== Provided information

//! Broadcaster actor
//!
//! The registry lives inside a single spawned task. Every handle talks to it
//! through channels, so the map itself is never shared and needs no lock.

use std::collections::HashMap;
use std::time::Duration;

use tokio::sync::{mpsc, oneshot};
use tokio::task::JoinHandle;
use tokio_util::sync::CancellationToken;

use super::subscriber::Subscriber;
use crate::config::BroadcasterConfig;
use crate::error::BroadcastError;
use crate::ids::SubscriberId;

type Publication<T> = (T, oneshot::Sender<()>);

struct Registration<T> {
    sink: mpsc::Sender<T>,
    cancel: CancellationToken,
    reply: oneshot::Sender<SubscriberId>,
}

/// Cloneable handle to a broadcaster loop
///
/// The loop exits once every handle has been dropped.
pub struct Broadcaster<T> {
    register_tx: mpsc::Sender<Registration<T>>,
    unregister_tx: mpsc::UnboundedSender<SubscriberId>,
    publish_tx: mpsc::Sender<Publication<T>>,
    count_tx: mpsc::Sender<oneshot::Sender<usize>>,
    publish_timeout: Duration,
    register_timeout: Option<Duration>,
}

impl<T> Clone for Broadcaster<T> {
    fn clone(&self) -> Self {
        Self {
            register_tx: self.register_tx.clone(),
            unregister_tx: self.unregister_tx.clone(),
            publish_tx: self.publish_tx.clone(),
            count_tx: self.count_tx.clone(),
            publish_timeout: self.publish_timeout,
            register_timeout: self.register_timeout,
        }
    }
}

impl<T: Clone + Send + 'static> Broadcaster<T> {
    /// Start a broadcaster loop on the current runtime
    pub fn new(config: BroadcasterConfig) -> Self {
        Self::spawn(config).0
    }

    /// Start a broadcaster loop, also returning the loop's join handle
    pub fn spawn(config: BroadcasterConfig) -> (Self, JoinHandle<()>) {
        let (broadcaster, event_loop) = Self::unstarted(config);
        (broadcaster, tokio::spawn(event_loop.run()))
    }

    /// Handle plus the loop that serves it, not yet running
    fn unstarted(config: BroadcasterConfig) -> (Self, EventLoop<T>) {
        let capacity = config.queue_capacity.max(1);
        let (register_tx, register_rx) = mpsc::channel(capacity);
        let (unregister_tx, unregister_rx) = mpsc::unbounded_channel();
        let (publish_tx, publish_rx) = mpsc::channel(capacity);
        let (count_tx, count_rx) = mpsc::channel(capacity);

        let event_loop = EventLoop {
            subscribers: HashMap::new(),
            register_rx,
            unregister_rx,
            publish_rx,
            count_rx,
            unregister_tx: unregister_tx.downgrade(),
            delivery_timeout: config.delivery_timeout,
        };

        let broadcaster = Self {
            register_tx,
            unregister_tx,
            publish_tx,
            count_tx,
            publish_timeout: config.publish_timeout,
            register_timeout: config.register_timeout,
        };
        (broadcaster, event_loop)
    }

    /// Register a delivery sink, returning the id assigned by the loop
    ///
    /// Waits for the loop to process the request, which can take a while if
    /// it is busy. The wait is bounded by the configured register timeout.
    pub async fn register(
        &self,
        sink: mpsc::Sender<T>,
        cancel: CancellationToken,
    ) -> Result<SubscriberId, BroadcastError> {
        let (reply, reply_rx) = oneshot::channel();
        let request = async {
            self.register_tx
                .send(Registration { sink, cancel, reply })
                .await
                .map_err(|_| BroadcastError::Closed)?;
            reply_rx.await.map_err(|_| BroadcastError::Closed)
        };

        match self.register_timeout {
            Some(limit) => tokio::time::timeout(limit, request)
                .await
                .map_err(|_| BroadcastError::RegisterTimeout(limit))?,
            None => request.await,
        }
    }

    /// Remove a subscriber; unknown ids are ignored
    pub fn unregister(&self, id: &SubscriberId) {
        let _ = self.unregister_tx.send(id.clone());
    }

    /// Hand an event to the loop for fan-out
    ///
    /// Returns `false` if the loop did not fan the event out within the
    /// publish timeout. That bound covers both queueing and the loop getting
    /// round to it, so an event that was queued but not yet served when the
    /// bound expired may still go out afterwards. On `true` the loop has
    /// already spawned one delivery per subscriber registered at that moment;
    /// it does not mean any of them received it.
    pub async fn publish(&self, event: T) -> bool {
        let (ack, ack_rx) = oneshot::channel();
        let request = async {
            self.publish_tx.send((event, ack)).await.is_ok() && ack_rx.await.is_ok()
        };

        match tokio::time::timeout(self.publish_timeout, request).await {
            Ok(fanned_out) => fanned_out,
            Err(_) => {
                tracing::warn!(timeout = ?self.publish_timeout, "Broadcaster busy, event dropped");
                false
            }
        }
    }

    /// Number of subscribers currently in the registry
    pub async fn subscriber_count(&self) -> usize {
        let (reply, reply_rx) = oneshot::channel();
        if self.count_tx.send(reply).await.is_err() {
            return 0;
        }
        reply_rx.await.unwrap_or(0)
    }
}

struct EventLoop<T> {
    subscribers: HashMap<SubscriberId, Subscriber<T>>,
    register_rx: mpsc::Receiver<Registration<T>>,
    unregister_rx: mpsc::UnboundedReceiver<SubscriberId>,
    publish_rx: mpsc::Receiver<Publication<T>>,
    count_rx: mpsc::Receiver<oneshot::Sender<usize>>,
    // Weak so that the loop alone does not keep the unregister channel open
    unregister_tx: mpsc::WeakUnboundedSender<SubscriberId>,
    delivery_timeout: Duration,
}

impl<T: Clone + Send + 'static> EventLoop<T> {
    async fn run(mut self) {
        tracing::debug!("Broadcaster loop started");
        loop {
            // Pending removals are applied before the next fan-out, and
            // registrations are taken ahead of publishes.
            tokio::select! {
                biased;
                Some(id) = self.unregister_rx.recv() => self.remove(&id),
                Some(registration) = self.register_rx.recv() => self.add(registration),
                Some((event, ack)) = self.publish_rx.recv() => {
                    self.fan_out(event);
                    let _ = ack.send(());
                }
                Some(reply) = self.count_rx.recv() => {
                    let _ = reply.send(self.subscribers.len());
                }
                else => break,
            }
        }
        tracing::debug!(remaining = self.subscribers.len(), "Broadcaster loop stopped");
    }

    fn add(&mut self, registration: Registration<T>) {
        let Registration { sink, cancel, reply } = registration;
        let id = SubscriberId::new();
        if reply.send(id.clone()).is_err() {
            // Caller gave up waiting; it never learned the id, so don't keep it
            tracing::debug!(subscriber_id = %id, "Registration abandoned by caller");
            return;
        }
        tracing::debug!(subscriber_id = %id, "Subscriber registered");
        self.subscribers
            .insert(id.clone(), Subscriber { id, sink, cancel });
    }

    fn remove(&mut self, id: &SubscriberId) {
        if self.subscribers.remove(id).is_some() {
            tracing::debug!(subscriber_id = %id, "Subscriber removed");
        }
    }

    fn fan_out(&self, event: T) {
        let Some(unregister) = self.unregister_tx.upgrade() else {
            return;
        };
        for subscriber in self.subscribers.values() {
            subscriber.spawn_delivery(event.clone(), self.delivery_timeout, unregister.clone());
        }
    }
}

====

• _What needs to be done_:
In how many lines of the material above does the word "usize" appear? Reply with the number only.

• _Response box_:
3